The Girls in the Balcony: Women, Men, and The New York Times.

AuthorWilliams, Marjorie

Nan Robertson's disappointed love for The New York Times (*) dates back to 1955, when she was hired to work for the "women's page" way up on the ninth floor--one of the few reporting jobs open to a young woman at the Times in 1955.

Those who passed through the ninth floor, including women who bore such later-famous bylines as Gloria Emerson and Charlotte Curtis, lived in a different ethical universe from the men who labored in the city room six floors below. "Fashion was New York City's most important advertising industry," Robertson writes. "We were never allowed to forget it." She and her colleagues were expected to produce burbling "news" stories about major retailers in precise proportion to each store's advertising outlay at the Times--a practice rigorously policed, down to the column inch, by the paper's advertising director.

It was, among other things, a perfect sign of the paper's contempt toward its women employees.

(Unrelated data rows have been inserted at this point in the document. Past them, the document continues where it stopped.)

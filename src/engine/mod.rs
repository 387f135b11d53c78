// src/engine/mod.rs

//! Supervision engine for scriptvisor.
//!
//! This module ties together:
//! - the per-script process controller (lifecycle state machine)
//! - the notifier that delivers line/exit callbacks to observers
//! - the termination verifier that escalates a stop that did not take
//! - the async runtime that drives one controller from a command channel
//!
//! Pipes, the exit watcher and timers never touch controller state directly;
//! they post [`ControllerEvent`]s which the controller consumes one at a
//! time through [`ProcessController::dispatch`].

use std::time::Duration;

use tokio::sync::mpsc;

use crate::types::{ExitInfo, ProcessSignal, RunId, StreamKind};

/// Events flowing into a controller from its pipes, exit watcher and timer.
#[derive(Debug, Clone, PartialEq, Eq)]
pub enum ControllerEvent {
    /// A chunk of raw bytes was read from one of the output pipes.
    Output {
        run: RunId,
        stream: StreamKind,
        chunk: Vec<u8>,
    },
    /// A pipe reached end of stream (or failed to read).
    StreamClosed { run: RunId, stream: StreamKind },
    /// The OS reported that the process terminated.
    Exited { run: RunId, info: ExitInfo },
    /// The grace delay after a stop request elapsed.
    VerifyTick { run: RunId },
    /// The window for draining output after a natural exit elapsed.
    DrainDeadline { run: RunId },
}

impl ControllerEvent {
    /// The run this event belongs to.
    pub fn run(&self) -> RunId {
        match self {
            ControllerEvent::Output { run, .. }
            | ControllerEvent::StreamClosed { run, .. }
            | ControllerEvent::Exited { run, .. }
            | ControllerEvent::VerifyTick { run }
            | ControllerEvent::DrainDeadline { run } => *run,
        }
    }
}

/// Sending half of a controller's event channel.
pub type EventSender = mpsc::UnboundedSender<ControllerEvent>;

/// Receiving half of a controller's event channel.
pub type EventReceiver = mpsc::UnboundedReceiver<ControllerEvent>;

/// Tunables for a single controller.
#[derive(Debug, Clone, PartialEq, Eq)]
pub struct ControllerOptions {
    /// Interpreter command; the script path is its sole argument.
    pub interpreter: String,
    /// Delay between the graceful signal and the termination check.
    pub grace_delay: Duration,
    /// How long to keep reading output after a natural exit.
    pub drain_timeout: Duration,
    /// Signal sent by `stop()`.
    pub stop_signal: ProcessSignal,
}

pub const DEFAULT_INTERPRETER: &str = "lua";
pub const DEFAULT_GRACE_DELAY: Duration = Duration::from_millis(500);
pub const DEFAULT_DRAIN_TIMEOUT: Duration = Duration::from_millis(100);

impl Default for ControllerOptions {
    fn default() -> Self {
        Self {
            interpreter: DEFAULT_INTERPRETER.to_string(),
            grace_delay: DEFAULT_GRACE_DELAY,
            drain_timeout: DEFAULT_DRAIN_TIMEOUT,
            stop_signal: ProcessSignal::Terminate,
        }
    }
}

/// Control messages accepted by [`ScriptRuntime`].
#[derive(Debug, Clone, Copy, PartialEq, Eq)]
pub enum RuntimeCommand {
    Start,
    Stop,
    Shutdown,
}

/// Runtime options used by the async driver.
#[derive(Debug, Clone, Copy)]
pub struct RuntimeOptions {
    /// If true, the runtime returns once the script exits on its own.
    pub exit_when_idle: bool,
}

impl Default for RuntimeOptions {
    fn default() -> Self {
        Self {
            exit_when_idle: true,
        }
    }
}

pub mod controller;
pub mod notifier;
pub mod runtime;
pub mod verifier;

pub use controller::ProcessController;
pub use notifier::Notifier;
pub use runtime::ScriptRuntime;
pub use verifier::VerifyOutcome;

Men took care of delivering the news without fear or favor, while women were delegated the dirty job of bringing in the cash.

Robertson eventually made her way down to the third floor and later to the Washington and Paris bureaus. But her work on the women's page was only one of many humiliating experiences in what she describes as an almost unrelieved history of piggery at America's most important newspaper.

Early and late, ambitious women have been shocked to learn that journalism harbors as much sexism as the next trade. Vested power is at stake; discrimination against latecomers is the rule. Even so, Robertson argues, the Times has a long history of unusual hostility to women: "Look back on the landscape of 19th and early 20th century journalism," she writes:

Nowhere is it emptier of women than on The New York Times. While Nellie Bly (the pen name for Elizabeth Cochrane) was whizzing around the planet in 72 days or locking herself into insane asylums to do front-page stories for Joseph Pulitzer's New York World; while Rheta Childe Dorr was going off to the Russian Revolution for The New York Mail; while William Randolph Hearst of the Hearst chain and Roy Howard of the Scripps-Howard chain and Joseph Patterson of The New York Daily News and Colonel Robert McCormick of The Chicago Tribune were pushing their women stars, The New York Times stood fast against what it was sure was the weaker sex.

Adolph Ochs, publisher from 1896 to 1935, was frankly opposed to hiring any women at all, and editorialized against female suffrage. Even during World War II, when the man shortage dramatically broadened women's opportunities at other newspapers--and when the more tolerant Arthur Hays Sulzberger had taken over--The New York Times stood fast against hiring women replacements when male reporters were called up.

It wasn't...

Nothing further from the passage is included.